▶ **Collected data**:
* * * * * * *
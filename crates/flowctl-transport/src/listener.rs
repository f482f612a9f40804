// Copyright 2024-2026 Farlight Networks, LLC
//
// Licensed under the Apache License, Version 2.0 (the "License");
// you may not use this file except in compliance with the License.
// You may obtain a copy of the License at
//
//     http://www.apache.org/licenses/LICENSE-2.0
//
// Unless required by applicable law or agreed to in writing, software
// distributed under the License is distributed on an "AS IS" BASIS,
// WITHOUT WARRANTIES OR CONDITIONS OF ANY KIND, either express or implied.
// See the License for the specific language governing permissions and
// limitations under the License.

//! Listening endpoint.

use crate::{Acceptor, SocketConfig, SocketEvents, SocketState, TransportError, TransportSocket};
use std::io;
use std::net::SocketAddr;
use std::sync::atomic::{AtomicBool, Ordering};
use tracing::{debug, info};

/// Accepts incoming links and wraps each in a [`TransportSocket`].
#[derive(Debug)]
pub struct Listener<A: Acceptor> {
    acceptor: A,
    config: SocketConfig,
    closed: AtomicBool,
}

impl<A: Acceptor> Listener<A> {
    /// Starts listening on `acceptor`. Accepted sockets use `config`.
    #[must_use]
    pub fn new(acceptor: A, config: SocketConfig) -> Self {
        if let Ok(addr) = acceptor.local_addr() {
            info!(%addr, "listening");
        }
        Self {
            acceptor,
            config,
            closed: AtomicBool::new(false),
        }
    }

    /// Waits for the next incoming connection.
    ///
    /// The returned socket is already established and its I/O task is
    /// running.
    ///
    /// # Errors
    ///
    /// Returns [`TransportError::Closed`] after [`close`](Self::close), or
    /// the acceptor's I/O error.
    pub async fn accept(
        &self,
    ) -> Result<(TransportSocket<A::Link>, SocketEvents, SocketAddr), TransportError> {
        if self.closed.load(Ordering::SeqCst) {
            return Err(TransportError::Closed);
        }
        let (link, addr) = self.acceptor.accept().await?;
        debug!(%addr, "accepted");
        let (socket, events) = TransportSocket::accepted(link, &self.config);
        Ok((socket, events, addr))
    }

    /// Stops accepting.
    pub fn close(&self) {
        if !self.closed.swap(true, Ordering::SeqCst) {
            debug!("listener closed");
        }
    }

    /// Returns the current state.
    #[must_use]
    pub fn state(&self) -> SocketState {
        if self.closed.load(Ordering::SeqCst) {
            SocketState::Closed
        } else {
            SocketState::Listening
        }
    }

    /// Returns the bound address.
    ///
    /// # Errors
    ///
    /// Returns an error if the acceptor cannot report it.
    pub fn local_addr(&self) -> io::Result<SocketAddr> {
        self.acceptor.local_addr()
    }

    /// Configuration applied to accepted sockets.
    #[must_use]
    pub const fn config(&self) -> &SocketConfig {
        &self.config
    }
}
* * * * * * *
▶ **Required work**: Repeat each of the entries exactly.

▶ **Written response**:
filename crates/flowctl-transport/src/listener.rs
repository f482f612a9f40804
// Copyright 2024-2026 Farlight Networks, LLC
//
// Licensed under the Apache License, Version 2.0 (the "License");
// you may not use this file except in compliance with the License.
// You may obtain a copy of the License at
//
//     http://www.apache.org/licenses/LICENSE-2.0
//
// Unless required by applicable law or agreed to in writing, software
// distributed under the License is distributed on an "AS IS" BASIS,
// WITHOUT WARRANTIES OR CONDITIONS OF ANY KIND, either express or implied.
// See the License for the specific language governing permissions and
// limitations under the License.

//! Listening endpoint.

use crate::{Acceptor, SocketConfig, SocketEvents, SocketState, TransportError, TransportSocket};
use std::io;
use std::net::SocketAddr;
use std::sync::atomic::{AtomicBool, Ordering};
use tracing::{debug, info};

/// Accepts incoming links and wraps each in a [`TransportSocket`].
#[derive(Debug)]
pub struct Listener<A: Acceptor> {
    acceptor: A,
    config: SocketConfig,
    closed: AtomicBool,
}

impl<A: Acceptor> Listener<A> {
    /// Starts listening on `acceptor`. Accepted sockets use `config`.
    #[must_use]
    pub fn new(acceptor: A, config: SocketConfig) -> Self {
        if let Ok(addr) = acceptor.local_addr() {
            info!(%addr, "listening");
        }
        Self {
            acceptor,
            config,
            closed: AtomicBool::new(false),
        }
    }

    /// Waits for the next incoming connection.
    ///
    /// The returned socket is already established and its I/O task is
    /// running.
    ///
    /// # Errors
    ///
    /// Returns [`TransportError::Closed`] after [`close`](Self::close), or
    /// the acceptor's I/O error.
    pub async fn accept(
        &self,
    ) -> Result<(TransportSocket<A::Link>, SocketEvents, SocketAddr), TransportError> {
        if self.closed.load(Ordering::SeqCst) {
            return Err(TransportError::Closed);
        }
        let (link, addr) = self.acceptor.accept().await?;
        debug!(%addr, "accepted");
        let (socket, events) = TransportSocket::accepted(link, &self.config);
        Ok((socket, events, addr))
    }

    /// Stops accepting.
    pub fn close(&self) {
        if !self.closed.swap(true, Ordering::SeqCst) {
            debug!("listener closed");
        }
    }

    /// Returns the current state.
    #[must_use]
    pub fn state(&self) -> SocketState {
        if self.closed.load(Ordering::SeqCst) {
            SocketState::Closed
        } else {
            SocketState::Listening
        }
    }

    /// Returns the bound address.
    ///
    /// # Errors
    ///
    /// Returns an error if the acceptor cannot report it.
    pub fn local_addr(&self) -> io::Result<SocketAddr> {
        self.acceptor.local_addr()
    }

    /// Configuration applied to accepted sockets.
    #[must_use]
    pub const fn config(&self) -> &SocketConfig {
        &self.config
    }
}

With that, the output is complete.